Le Drian a fait le vide

Les circonstances n’autorisant pas les démonstrations de joie, encore moins de sa part, Jean-Yves Le Drian a eu le triomphe modeste dimanche soir. Courte allocution et bref passage chez les militants. Il a poursuivi dans cette démarche de sobriété et d’économie des mots qui lui a si bien réussi ces dernières semaines. Car qui aurait parié, il n’y a guère plus d’un mois, que les régionales en Bretagne allaient accoucher d’un scénario aussi ébouriffant.

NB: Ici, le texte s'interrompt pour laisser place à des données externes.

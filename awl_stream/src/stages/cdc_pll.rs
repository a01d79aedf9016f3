//! Clock-drift compensation by audio-PLL FRACN adjustment.
//!
//! Same queue-load averaging as the resampling CDC, but the corrective
//! action nudges the platform audio PLL's fractional-N divider instead of
//! touching samples: a proportional offset derived from the queue error,
//! plus a small integrator that cancels static error while the drift sits
//! inside a dead-band. Queue watermarks override everything: a near-full
//! queue pins the clock fast, a near-empty queue pins it slow, and a run of
//! remote TX-queue-high packets drops the offset entirely.

use alloc::boxed::Box;

use crate::error::{Error, Result};
use crate::format::{SampleEncoding, SampleFormat, WORD_SIZE_BYTES};
use crate::header::AudioHeader;
use crate::stages::{StageCtx, StageInitCtx};

/// Scaling factor applied to queue-load measurements for resolution.
const DECIMAL_FACTOR: u32 = 1000;

/// Integrator trip point in multiples of [`DECIMAL_FACTOR`].
const INTEGRATOR_FACTOR: i32 = 5;

/// Dead-band below which the drift is considered stable.
const DRIFT_THRESHOLD: i32 = (DECIMAL_FACTOR / 4) as i32;

/// Clamp for the FRACN offset.
const MAX_PLL_FRACN_OFFSET: i32 = (DECIMAL_FACTOR / 2) as i32;

/// Divisor converting queue error into a FRACN offset.
const ERROR_DIVISOR: i32 = (DECIMAL_FACTOR / 3) as i32;

/// Rolling average depth in measurements.
const QUEUE_ARRAY_SIZE: usize = 2000;

/// Extra consumer queue depth needed around watermark excursions.
const DEFAULT_EXTRA_QUEUE_SIZE: u8 = 3;

/// Queue level considered near-empty.
const QUEUE_LOW_LEVEL_THRESHOLD: u16 = 1;

/// PLL CDC control commands.
#[derive(Debug, Clone, Copy, PartialEq, Eq)]
#[repr(u8)]
pub enum CdcPllCmd {
    /// Increment the FRACN register by one.
    Increase = 0,
    /// Decrement the FRACN register by one.
    Decrease = 1,
    /// Set the target queue size in packets.
    SetTargetQueueSize = 2,
}

/// Platform audio-PLL access.
pub trait PllHal {
    /// Read the fractional-N register.
    fn fracn(&mut self) -> u32;
    /// Write the fractional-N register.
    fn set_fracn(&mut self, value: u32);
}

/// PLL HAL limits and defaults.
#[derive(Debug, Clone, Copy)]
pub struct PllRange {
    /// Smallest legal FRACN value.
    pub fracn_min: u32,
    /// Largest legal FRACN value.
    pub fracn_max: u32,
    /// Nominal FRACN value.
    pub fracn_default: u32,
}

/// PLL CDC statistics snapshot.
#[derive(Debug, Clone, Copy, Default)]
#[cfg_attr(feature = "serde", derive(serde::Serialize))]
pub struct CdcPllStats {
    /// Target queue size in packets.
    pub target_queue_size: u32,
    /// Average queue size in packets.
    pub avg_queue_size: u32,
    /// Queue size error in packets.
    pub queue_size_error: i32,
    /// Change of the average across the last full window.
    pub queue_size_avg_delta: i32,
    /// Current FRACN register value.
    pub current_pll_value: u32,
    /// Offset currently applied to the FRACN register.
    pub pll_fracn_offset: i32,
}

/// FRACN-adjusting clock-drift compensation stage.
pub struct CdcPllStage {
    /// Format of the audio samples.
    pub sample_format: SampleFormat,
    hal: Box<dyn PllHal>,
    range: PllRange,
    sample_size: u16,
    sample_amount: u32,
    target_queue_size: u32,
    avg_arr: Box<[u8]>,
    avg_sum: u32,
    avg_val: u32,
    avg_idx: u16,
    prev_avg_val: u32,
    avg_val_delta: i32,
    error: i32,
    pll_fracn_offset: i32,
    queue_level_high: bool,
    queue_level_low: bool,
    tx_queue_level_high_count: u8,
    error_accumulator: i32,
    consumer_queue_size: u8,
}

impl CdcPllStage {
    /// Create a PLL CDC stage from a HAL and its register range.
    pub fn new(sample_format: SampleFormat, hal: Box<dyn PllHal>, range: PllRange) -> Self {
        Self {
            sample_format,
            hal,
            range,
            sample_size: 0,
            sample_amount: 0,
            target_queue_size: 0,
            avg_arr: Box::new([]),
            avg_sum: 0,
            avg_val: 0,
            avg_idx: 0,
            prev_avg_val: 0,
            avg_val_delta: 0,
            error: 0,
            pll_fracn_offset: 0,
            queue_level_high: false,
            queue_level_low: false,
            tx_queue_level_high_count: 0,
            error_accumulator: 0,
            consumer_queue_size: 0,
        }
    }

    pub(crate) fn init(&mut self, ctx: &mut StageInitCtx<'_>) -> Result<()> {
        if self.range.fracn_default == 0
            || self.range.fracn_max == 0
            || self.range.fracn_min > self.range.fracn_max
        {
            return Err(Error::ProcessingStageInit);
        }

        self.error = 0;
        self.pll_fracn_offset = 0;
        self.tx_queue_level_high_count = 0;
        self.error_accumulator = 0;

        self.sample_size = match self.sample_format.sample_encoding {
            SampleEncoding::Unpacked => WORD_SIZE_BYTES,
            SampleEncoding::Packed => {
                if self.sample_format.bit_depth.bits() % 8 != 0 {
                    return Err(Error::ProcessingStageInit);
                }
                self.sample_format.bit_depth.bits() / 8
            }
        };

        let consumer = ctx.consumer_cfg;
        self.sample_amount = u32::from(consumer.audio_payload_size)
            / (u32::from(consumer.channel_count) * u32::from(self.sample_size));
        self.target_queue_size =
            u32::from(consumer.queue_size) * self.sample_amount * DECIMAL_FACTOR;
        self.consumer_queue_size = consumer.queue_size;

        self.avg_arr = ctx
            .mem_pool
            .alloc_slice::<u8>(QUEUE_ARRAY_SIZE)
            .ok_or(Error::NotEnoughMemory)?;
        self.reset_queue_avg();

        ctx.request_extra_queue(DEFAULT_EXTRA_QUEUE_SIZE)
    }

    pub(crate) fn ctrl(&mut self, cmd: u8, arg: u32) -> Result<u32> {
        match cmd {
            c if c == CdcPllCmd::Increase as u8 => {
                let current = self.hal.fracn();
                self.hal.set_fracn(current + 1);
                Ok(0)
            }
            c if c == CdcPllCmd::Decrease as u8 => {
                let current = self.hal.fracn();
                self.hal.set_fracn(current - 1);
                Ok(0)
            }
            c if c == CdcPllCmd::SetTargetQueueSize as u8 => {
                if arg == 0 || arg > u32::from(self.consumer_queue_size) {
                    return Err(Error::InvalidArg);
                }
                self.target_queue_size = arg * self.sample_amount * DECIMAL_FACTOR;
                Ok(0)
            }
            _ => Err(Error::InvalidCmd),
        }
    }

    pub(crate) fn process(
        &mut self,
        ctx: &mut StageCtx<'_>,
        header: &mut AudioHeader,
        _input: &[u8],
        _output: &mut [u8],
    ) -> Result<u16> {
        let current_fracn = self.hal.fracn();

        self.update_queue_avg(ctx);

        if self.queue_level_high {
            // Speed consumption up to avoid an overflow.
            self.hal
                .set_fracn(offset_fracn(self.range.fracn_default, MAX_PLL_FRACN_OFFSET));
            self.pll_fracn_offset = MAX_PLL_FRACN_OFFSET;
            return Ok(0);
        }

        if header.tx_queue_level_high {
            if self.tx_queue_level_high_count > self.consumer_queue_size.saturating_sub(2)
                && self.pll_fracn_offset != 0
            {
                // A run of TX-high packets: the level is link-driven, drop
                // the correction.
                self.hal
                    .set_fracn(offset_fracn(current_fracn, -self.pll_fracn_offset));
                self.pll_fracn_offset = 0;
            }
            self.tx_queue_level_high_count = self.tx_queue_level_high_count.saturating_add(1);
            return Ok(0);
        }

        self.tx_queue_level_high_count = 0;
        if self.queue_level_low {
            // Slow consumption down to avoid an underflow.
            self.hal
                .set_fracn(offset_fracn(self.range.fracn_default, -MAX_PLL_FRACN_OFFSET));
            self.pll_fracn_offset = -MAX_PLL_FRACN_OFFSET;
            return Ok(0);
        }

        if self.avg_idx == 0 {
            // A full averaging window completed.
            if self.avg_val_delta.abs() < DRIFT_THRESHOLD {
                // Drift is stable: integrate to cancel static error.
                self.error_accumulator += self.error;
                if self.pll_fracn_offset > 0
                    && self.error_accumulator > INTEGRATOR_FACTOR * DECIMAL_FACTOR as i32
                {
                    self.pll_fracn_offset = 0;
                    self.error_accumulator = 0;
                } else if self.pll_fracn_offset < 0
                    && self.error_accumulator < -INTEGRATOR_FACTOR * DECIMAL_FACTOR as i32
                {
                    self.pll_fracn_offset = 0;
                    self.error_accumulator = 0;
                }
            } else {
                self.error_accumulator = 0;
            }

            self.adjust_latency();
        }

        // The PLL CDC never alters samples.
        Ok(0)
    }

    /// Statistics snapshot; reads the current FRACN from the HAL.
    pub fn stats(&mut self) -> CdcPllStats {
        CdcPllStats {
            target_queue_size: self.target_queue_size / self.sample_amount,
            avg_queue_size: self.avg_val / self.sample_amount,
            queue_size_error: self.error / self.sample_amount as i32,
            queue_size_avg_delta: self.avg_val_delta / self.sample_amount as i32,
            current_pll_value: self.hal.fracn(),
            pll_fracn_offset: self.pll_fracn_offset,
        }
    }

    fn adjust_latency(&mut self) {
        let current_offset = self.pll_fracn_offset;

        self.pll_fracn_offset =
            (self.error / ERROR_DIVISOR).clamp(-MAX_PLL_FRACN_OFFSET, MAX_PLL_FRACN_OFFSET);

        let adjust = self.pll_fracn_offset - current_offset;
        let current_fracn = self.hal.fracn();
        self.hal.set_fracn(offset_fracn(current_fracn, adjust));
    }

    fn update_queue_avg(&mut self, ctx: &StageCtx<'_>) {
        let current_queue_length = (ctx.samples_buffered_size
            / (u32::from(ctx.consumer_cfg.channel_count)
                * u32::from(self.sample_size)
                * self.sample_amount)) as u16;

        self.queue_level_high =
            current_queue_length > ctx.consumer_queue_limit.saturating_sub(2);
        self.queue_level_low = current_queue_length <= QUEUE_LOW_LEVEL_THRESHOLD;

        let idx = usize::from(self.avg_idx);
        self.avg_sum -= u32::from(self.avg_arr[idx]);
        self.avg_arr[idx] = current_queue_length.min(u16::from(u8::MAX)) as u8;
        self.avg_sum += u32::from(self.avg_arr[idx]);
        self.avg_val =
            self.sample_amount * ((self.avg_sum * DECIMAL_FACTOR) / QUEUE_ARRAY_SIZE as u32);
        self.error = self.avg_val as i32 - self.target_queue_size as i32;

        self.avg_idx += 1;
        if usize::from(self.avg_idx) >= QUEUE_ARRAY_SIZE {
            self.avg_idx = 0;
            self.avg_val_delta = self.avg_val as i32 - self.prev_avg_val as i32;
            self.prev_avg_val = self.avg_val;
        }
    }

    fn reset_queue_avg(&mut self) {
        self.avg_idx = 0;
        self.avg_val = self.target_queue_size;
        self.prev_avg_val = self.target_queue_size;
        self.avg_val_delta = 0;
        self.avg_arr.fill(self.consumer_queue_size);
        self.avg_sum = u32::from(self.consumer_queue_size) * QUEUE_ARRAY_SIZE as u32;
    }
}

#[inline]
fn offset_fracn(base: u32, offset: i32) -> u32 {
    (i64::from(base) + i64::from(offset)) as u32
}
//! # AWL Core
//!
//! Foundational mechanisms for the wireless audio streaming workspace:
//! the setup-time memory pool, the refcounted node queue system shared
//! between the foreground loop and I/O interrupt contexts, and the
//! CRC-4/ITU used by the on-wire audio header.

#![cfg_attr(not(feature = "std"), no_std)]

extern crate alloc;

pub mod crc4;
pub mod mem_pool;
pub mod queue;

pub use crc4::crc4_itu;
pub use mem_pool::MemPool;
pub use queue::{CriticalCfg, NodeBank, NodeId, QueueId, QueueStats};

En octobre, les sondages le donnaient certes vainqueur au second tour mais le plaçaient pratiquement à égalité, au premier tour, avec son principal opposant, Marc Le Fur, chef de file de la droite. Deux mois et quelques événements plus tard, non seulement sa victoire est la plus large du pays (il est le seul en France à avoir passé les 50% dans une triangulaire) mais il a éparpillé, façon puzzle, tous ceux qui se sont opposés à lui.

Première victime de marque : Le Fur. Le député costarmoricain qui comptait profiter de ce scrutin pour établir son leadership sur la droite bretonne, en panne de chef de file depuis des années, a été doublement victime de son manque de notoriété régionale et d’événements qui ont incontestablement avantagé Le Drian en lui donnant soudain une stature nationale. Le chef de file de la droite aura aussi payé son manque de diplomatie et ses positions parfois cassantes, comme en témoigne le quasi-fiasco médiatique avec certains centristes. En Bretagne, telle de vieille tradition centriste, ça fait désordre. Voilà en tout cas la droite bretonne revenue quasiment à la case-départ. Avant ce scrutin elle était en panne de chef de file. Depuis, elle n’a pas beaucoup progressé d’autant que la défaite sèche de Marc Le Fur s’est produite dans un contexte national plutôt favorable à la droite et dans une région où le FN fait son plus faible score métropolitain. Pas l’idéal pour asseoir son autorité.

De sa route, Jean-Yves Le Drian aura aussi écarté les écologistes EELV avec qui les relations ont toujours été compliquées. Avant le premier tour, aucun accord n’a été possible. Et entre les deux tours, le ministre est resté inflexible à une fusion allant au delà de trois sièges pour EELV, malgré les pressions venues de Manuel Valls lui-même, craignant des répercussions nationales. Comme les Verts n’ont pas atteint la barre fatidique des 10%, indispensable pour se maintenir, les voilà totalement évincés de l’assemblée régionale où ils étaient jusqu’à présent l’un des poils à gratter de la majorité socialiste.

Avec une droite bretonne sortant sonnée de ce scrutin, avec les Verts renvoyés à leur stratégie brouillonne, avec un Christian Troadec resté sur le quai de la gare faute d’avoir pu embarquer dans le wagon des 10% et un Front national au score plutôt moyen, Jean-Yves Le Drian donne l’impression d’avoir fait le vide à l’issue de ce scrutin. Il a donc les coudées franches et un horizon si dégagé que François Hollande va pouvoir obtenir ce qu’il souhaite : garder le ministre breton auprès de lui jusqu’à la présidentielle de 2017 !

René Perez
1 Commentaire
  1. Très bonne analyse, il n’y a rien à rajouter … Sauf peut être le comportement très ambigu de C. Troadec qui continue à se comporter d’une manière pas très claire !.. Mais je suppose que c’est dans ses gènes !!!